=== GIVEN RECORDS ===

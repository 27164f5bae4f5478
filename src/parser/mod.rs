//! The parser graph and its evaluation.
//!
//! Every parser is a node in a directed, possibly cyclic graph. A
//! [`Parser`] is a cheap-to-clone handle onto a shared node; node identity
//! is pointer identity, and the graph-node protocol (`children`, `replace`,
//! `copy`, `structural_eq`, `set`) operates on handles. Evaluation
//! ([`Parser::parse_on`]) takes only immutable borrows, so re-entrant
//! parsing over cyclic graphs is sound; mutation happens during
//! construction and explicit transforms only.

mod combinators;
mod primitives;
mod repeaters;

pub use primitives::{
    any, any_with, epsilon, epsilon_with, failure, predicate, string, string_ignore_case,
    undefined, undefined_with,
};

use std::cell::RefCell;
use std::fmt;
use std::rc::Rc;

use crate::chars::CharMatcher;
use crate::context::{Context, ParseResult, Success};
use crate::token::Token;
use crate::value::Value;

/// Sentinel for repetitions without an upper bound.
pub const UNBOUNDED: usize = usize::MAX;

pub(crate) type ActionFn = Rc<dyn Fn(Value) -> Value>;
pub(crate) type PredicateFn = Rc<dyn Fn(&str) -> bool>;
pub(crate) type ContinuationFn =
    Rc<dyn Fn(&Context, &dyn Fn(&Context) -> ParseResult) -> ParseResult>;

/// The sum of all node kinds. Scalar configuration is cloned by `copy`;
/// children and closures are shared by reference.
#[derive(Clone)]
pub(crate) enum ParserKind {
    Any {
        message: String,
    },
    Epsilon {
        result: Value,
    },
    Fail {
        message: String,
    },
    Predicate {
        length: usize,
        predicate: PredicateFn,
        message: String,
    },
    Char {
        matcher: CharMatcher,
        message: String,
    },
    Sequence {
        children: Vec<Parser>,
    },
    Choice {
        children: Vec<Parser>,
    },
    Optional {
        child: Parser,
        otherwise: Value,
    },
    And {
        child: Parser,
    },
    Not {
        child: Parser,
        message: String,
    },
    End {
        child: Parser,
        message: String,
    },
    Flatten {
        child: Parser,
    },
    Token {
        child: Parser,
    },
    Trim {
        child: Parser,
        trimmer: Parser,
    },
    Action {
        child: Parser,
        action: ActionFn,
    },
    Repeat {
        child: Parser,
        min: usize,
        max: usize,
    },
    GreedyRepeat {
        child: Parser,
        limit: Parser,
        min: usize,
        max: usize,
    },
    LazyRepeat {
        child: Parser,
        limit: Parser,
        min: usize,
        max: usize,
    },
    Setable {
        child: Parser,
    },
    Continuation {
        child: Parser,
        handler: ContinuationFn,
    },
}

/// A handle onto a node in a parser graph.
#[derive(Clone)]
pub struct Parser {
    node: Rc<RefCell<ParserKind>>,
}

===

• _WORK TO COMPLETE_:
Word for word, write out every record.

• _ANSWER SECTION_:
repository 27164f5bae4f5478
filename src/parser/mod.rs
//! The parser graph and its evaluation.
//!
//! Every parser is a node in a directed, possibly cyclic graph. A
//! [`Parser`] is a cheap-to-clone handle onto a shared node; node identity
//! is pointer identity, and the graph-node protocol (`children`, `replace`,
//! `copy`, `structural_eq`, `set`) operates on handles. Evaluation
//! ([`Parser::parse_on`]) takes only immutable borrows, so re-entrant
//! parsing over cyclic graphs is sound; mutation happens during
//! construction and explicit transforms only.

mod combinators;
mod primitives;
mod repeaters;

pub use primitives::{
    any, any_with, epsilon, epsilon_with, failure, predicate, string, string_ignore_case,
    undefined, undefined_with,
};

use std::cell::RefCell;
use std::fmt;
use std::rc::Rc;

use crate::chars::CharMatcher;
use crate::context::{Context, ParseResult, Success};
use crate::token::Token;
use crate::value::Value;

/// Sentinel for repetitions without an upper bound.
pub const UNBOUNDED: usize = usize::MAX;

pub(crate) type ActionFn = Rc<dyn Fn(Value) -> Value>;
pub(crate) type PredicateFn = Rc<dyn Fn(&str) -> bool>;
pub(crate) type ContinuationFn =
    Rc<dyn Fn(&Context, &dyn Fn(&Context) -> ParseResult) -> ParseResult>;

/// The sum of all node kinds. Scalar configuration is cloned by `copy`;
/// children and closures are shared by reference.
#[derive(Clone)]
pub(crate) enum ParserKind {
    Any {
        message: String,
    },
    Epsilon {
        result: Value,
    },
    Fail {
        message: String,
    },
    Predicate {
        length: usize,
        predicate: PredicateFn,
        message: String,
    },
    Char {
        matcher: CharMatcher,
        message: String,
    },
    Sequence {
        children: Vec<Parser>,
    },
    Choice {
        children: Vec<Parser>,
    },
    Optional {
        child: Parser,
        otherwise: Value,
    },
    And {
        child: Parser,
    },
    Not {
        child: Parser,
        message: String,
    },
    End {
        child: Parser,
        message: String,
    },
    Flatten {
        child: Parser,
    },
    Token {
        child: Parser,
    },
    Trim {
        child: Parser,
        trimmer: Parser,
    },
    Action {
        child: Parser,
        action: ActionFn,
    },
    Repeat {
        child: Parser,
        min: usize,
        max: usize,
    },
    GreedyRepeat {
        child: Parser,
        limit: Parser,
        min: usize,
        max: usize,
    },
    LazyRepeat {
        child: Parser,
        limit: Parser,
        min: usize,
        max: usize,
    },
    Setable {
        child: Parser,
    },
    Continuation {
        child: Parser,
        handler: ContinuationFn,
    },
}

/// A handle onto a node in a parser graph.
#[derive(Clone)]
pub struct Parser {
    node: Rc<RefCell<ParserKind>>,
}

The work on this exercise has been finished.